* **Assigned task**: Write out exactly the first lines of the listing, ending on the line that contains "pub const SEGMENT_STRFTIME: &str".

* **Given records**:
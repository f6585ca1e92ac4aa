//! Encoder argument vector construction.
//!
//! Three argv shapes exist: stream copy, transcode from a compressed input
//! (h264/mjpeg), and transcode from a raw input (no `-input_format`). The
//! shape is picked from the source's input codec and the global output
//! codec selector; everything else is substitution.

use std::path::Path;
use std::process::Stdio;

use config_manager::{Config, InputCodec, SourceConfig};

use crate::error::ControlError;

/// Timestamp pattern the encoder expands per segment
pub const SEGMENT_STRFTIME: &str = "%Y%m%d_%H%M%S";

/// A fully-substituted child invocation
#[derive(Debug, Clone, PartialEq, Eq)]
pub struct EncoderCommand {
    pub program: String,
    pub args: Vec<String>,
}

impl EncoderCommand {
    /// Build the argv for one source
    pub fn build(program: &str, config: &Config, id: &str, source: &SourceConfig) -> Self {
        let mut args: Vec<String> = Vec::new();
        let push = |args: &mut Vec<String>, items: &[&str]| {
            args.extend(items.iter().map(|s| s.to_string()));
        };

        // Input
        push(&mut args, &["-f", "v4l2"]);
        if source.input_codec != InputCodec::Raw {
            push(&mut args, &["-input_format", source.input_codec.as_str()]);
        }
        push(
            &mut args,
            &[
                "-video_size",
                &source.resolution.to_string(),
                "-framerate",
                &source.framerate.to_string(),
                "-i",
                &source.device,
            ],
        );

        // Encoding
        match config.output_codec.encoder_name() {
            None => push(&mut args, &["-c:v", "copy"]),
            Some(target) => {
                let enc = &config.encoding;
                push(
                    &mut args,
                    &[
                        "-c:v",
                        target,
                        "-preset",
                        &enc.preset,
                        "-global_quality",
                        &enc.quality.to_string(),
                        "-b:v",
                        &format!("{}k", enc.target_bitrate),
                        "-maxrate",
                        &format!("{}k", enc.max_bitrate),
                        "-g",
                        &enc.gop_size.to_string(),
                        "-refs",
                        &enc.ref_frames.to_string(),
                        "-bf",
                        "3",
                    ],
                );
            }
        }

        // Segmented output
        push(
            &mut args,
            &[
                "-f",
                "segment",
                "-segment_time",
                &config.segment_duration_seconds.to_string(),
                "-segment_format",
                "mp4",
                "-reset_timestamps",
                "1",
                "-strftime",
                "1",
            ],
        );
        let pattern = config
            .source_dir(id)
            .join(format!("{}_{}.mp4", id, SEGMENT_STRFTIME));
        args.push(pattern.to_string_lossy().into_owned());

        Self {
            program: program.to_string(),
            args,
        }
    }

    /// One-line rendering for logs
    pub fn display(&self) -> String {
        let mut line = self.program.clone();
        for arg in &self.args {
            line.push(' ');
            line.push_str(arg);
        }
        line
    }
}

/// Candidate encoder binaries, probed in order
const ENCODER_CANDIDATES: [&str; 2] = ["/usr/lib/jellyfin-ffmpeg/ffmpeg", "ffmpeg"];

/// Locate a working encoder binary.
///
/// A config override wins; otherwise the candidate list is probed with
/// `-version`.
pub fn find_encoder_binary(config: &Config) -> Result<String, ControlError> {
    let candidates: Vec<&str> = match &config.encoder_binary {
        Some(explicit) => vec![explicit.as_str()],
        None => ENCODER_CANDIDATES.to_vec(),
    };

    for candidate in candidates {
        let works = std::process::Command::new(candidate)
            .arg("-version")
            .stdout(Stdio::null())
            .stderr(Stdio::null())
            .status()
            .map(|s| s.success())
            .unwrap_or(false);
        if works {
            tracing::info!("using encoder binary: {}", candidate);
            return Ok(candidate.to_string());
        }
    }

    Err(ControlError::LaunchFailed {
        reason: "no working encoder binary found".to_string(),
    })
}

/// Ensure the per-source output directory exists before launch
pub fn ensure_output_dir(dir: &Path) -> std::io::Result<()> {
    std::fs::create_dir_all(dir)
}

#[cfg(test)]
mod tests {
    use super::*;
    use config_manager::OutputCodec;
    use std::collections::BTreeMap;
    use std::path::PathBuf;

    fn config_with(codec: OutputCodec, input: InputCodec) -> (Config, SourceConfig) {
        let source = SourceConfig {
            device: "/dev/video0".to_string(),
            name: "Front door".to_string(),
            resolution: "1920x1080".parse().unwrap(),
            framerate: 30,
            input_codec: input,
            enabled: true,
        };
        let mut sources = BTreeMap::new();
        sources.insert("cam1".to_string(), source.clone());
        let config = Config {
            recordings_base_directory: PathBuf::from("/storage/recordings"),
            segment_duration_seconds: 30,
            output_codec: codec,
            encoder_binary: None,
            encoding: Default::default(),
            sources,
            storage: Default::default(),
            transcoder: Default::default(),
            http: Default::default(),
        };
        (config, source)
    }

    fn args_string(cmd: &EncoderCommand) -> String {
        cmd.args.join(" ")
    }

    #[test]
    fn test_stream_copy_template() {
        let (config, source) = config_with(OutputCodec::Copy, InputCodec::H264);
        let cmd = EncoderCommand::build("ffmpeg", &config, "cam1", &source);
        let args = args_string(&cmd);

        assert!(args.starts_with(
            "-f v4l2 -input_format h264 -video_size 1920x1080 -framerate 30 -i /dev/video0 -c:v copy"
        ));
        assert!(args.contains("-f segment -segment_time 30 -segment_format mp4"));
        assert!(args.contains("-reset_timestamps 1 -strftime 1"));
        assert!(args.ends_with("/storage/recordings/cam1/cam1_%Y%m%d_%H%M%S.mp4"));
    }

    #[test]
    fn test_transcode_template() {
        let (config, source) = config_with(OutputCodec::H265Target, InputCodec::Mjpeg);
        let cmd = EncoderCommand::build("ffmpeg", &config, "cam1", &source);
        let args = args_string(&cmd);

        assert!(args.contains("-input_format mjpeg"));
        assert!(args.contains("-c:v hevc_qsv -preset fast -global_quality 23"));
        assert!(args.contains("-b:v 8000k -maxrate 12000k -g 60 -refs 3 -bf 3"));
        assert!(!args.contains("-c:v copy"));
    }

    #[test]
    fn test_raw_input_drops_input_format() {
        let (config, source) = config_with(OutputCodec::H264Target, InputCodec::Raw);
        let cmd = EncoderCommand::build("ffmpeg", &config, "cam1", &source);
        let args = args_string(&cmd);

        assert!(!args.contains("-input_format"));
        assert!(args.contains("-c:v h264_qsv"));
    }
}
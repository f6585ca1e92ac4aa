//! Capture station daemon and CLI front-end.
//!
//! Without a subcommand this runs the daemon. The control subcommands are a
//! thin dispatcher: start/stop/restart/status/transcode talk to the running
//! daemon over its HTTP API; stats and cleanup operate on the recordings
//! tree directly.

mod commands;
mod daemon;
mod monitor;

use std::path::PathBuf;

use clap::{Parser, Subcommand};

use config_manager::Config;

use crate::commands::CliError;

#[derive(Parser)]
#[command(name = "recorderd")]
#[command(about = "Capture supervisor for attached USB video sources")]
struct Cli {
    /// Path to the configuration file
    #[arg(short, long, default_value = "/etc/recorderd/config.toml")]
    config: PathBuf,

    #[command(subcommand)]
    command: Option<Command>,
}

#[derive(Subcommand)]
enum Command {
    /// Run the capture daemon (default)
    Run,
    /// Per-source status from the running daemon
    Status,
    /// Start one source, or all
    Start { id: String },
    /// Stop one source, or all
    Stop { id: String },
    /// Restart one source, or all
    Restart { id: String },
    /// Recording totals and disk usage
    Stats,
    /// Prune recordings older than the configured maximum age
    Cleanup {
        /// Report what would be removed without deleting
        #[arg(long)]
        dry_run: bool,
    },
    /// Background transcoder control
    Transcode {
        #[command(subcommand)]
        action: TranscodeAction,
    },
}

#[derive(Subcommand)]
enum TranscodeAction {
    /// Cumulative transcoding statistics
    Stats,
    /// Allow the transcoder to pick up work
    Enable,
    /// Quiesce the transcoder after the current file
    Disable,
}

fn main() {
    let cli = Cli::parse();
    std::process::exit(run(cli));
}

fn run(cli: Cli) -> i32 {
    let config = match Config::load(&cli.config) {
        Ok(config) => config,
        Err(e) => {
            eprintln!("error: {}", e);
            return 1;
        }
    };

    let result = match cli.command.unwrap_or(Command::Run) {
        Command::Run => {
            return match daemon::run(config) {
                Ok(()) => 0,
                Err(e) => {
                    eprintln!("error: {:#}", e);
                    2
                }
            };
        }
        Command::Status => commands::status(&config),
        Command::Start { id } => commands::control(&config, "start", &id),
        Command::Stop { id } => commands::control(&config, "stop", &id),
        Command::Restart { id } => commands::control(&config, "restart", &id),
        Command::Stats => commands::stats(&config),
        Command::Cleanup { dry_run } => commands::cleanup(&config, dry_run),
        Command::Transcode { action } => match action {
            TranscodeAction::Stats => commands::transcode_stats(&config),
            TranscodeAction::Enable => commands::transcode_toggle(&config, true),
            TranscodeAction::Disable => commands::transcode_toggle(&config, false),
        },
    };

    match result {
        Ok(()) => 0,
        Err(CliError::Validation(msg)) => {
            eprintln!("error: {}", msg);
            1
        }
        Err(CliError::Operational(msg)) => {
            eprintln!("error: {}", msg);
            2
        }
    }
}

* **Exercise solution**:
repository f6585ca1e92ac4aa
//! Encoder argument vector construction.
//!
//! Three argv shapes exist: stream copy, transcode from a compressed input
//! (h264/mjpeg), and transcode from a raw input (no `-input_format`). The
//! shape is picked from the source's input codec and the global output
//! codec selector; everything else is substitution.

use std::path::Path;
use std::process::Stdio;

use config_manager::{Config, InputCodec, SourceConfig};

use crate::error::ControlError;

/// Timestamp pattern the encoder expands per segment
pub const SEGMENT_STRFTIME: &str = "%Y%m%d_%H%M%S";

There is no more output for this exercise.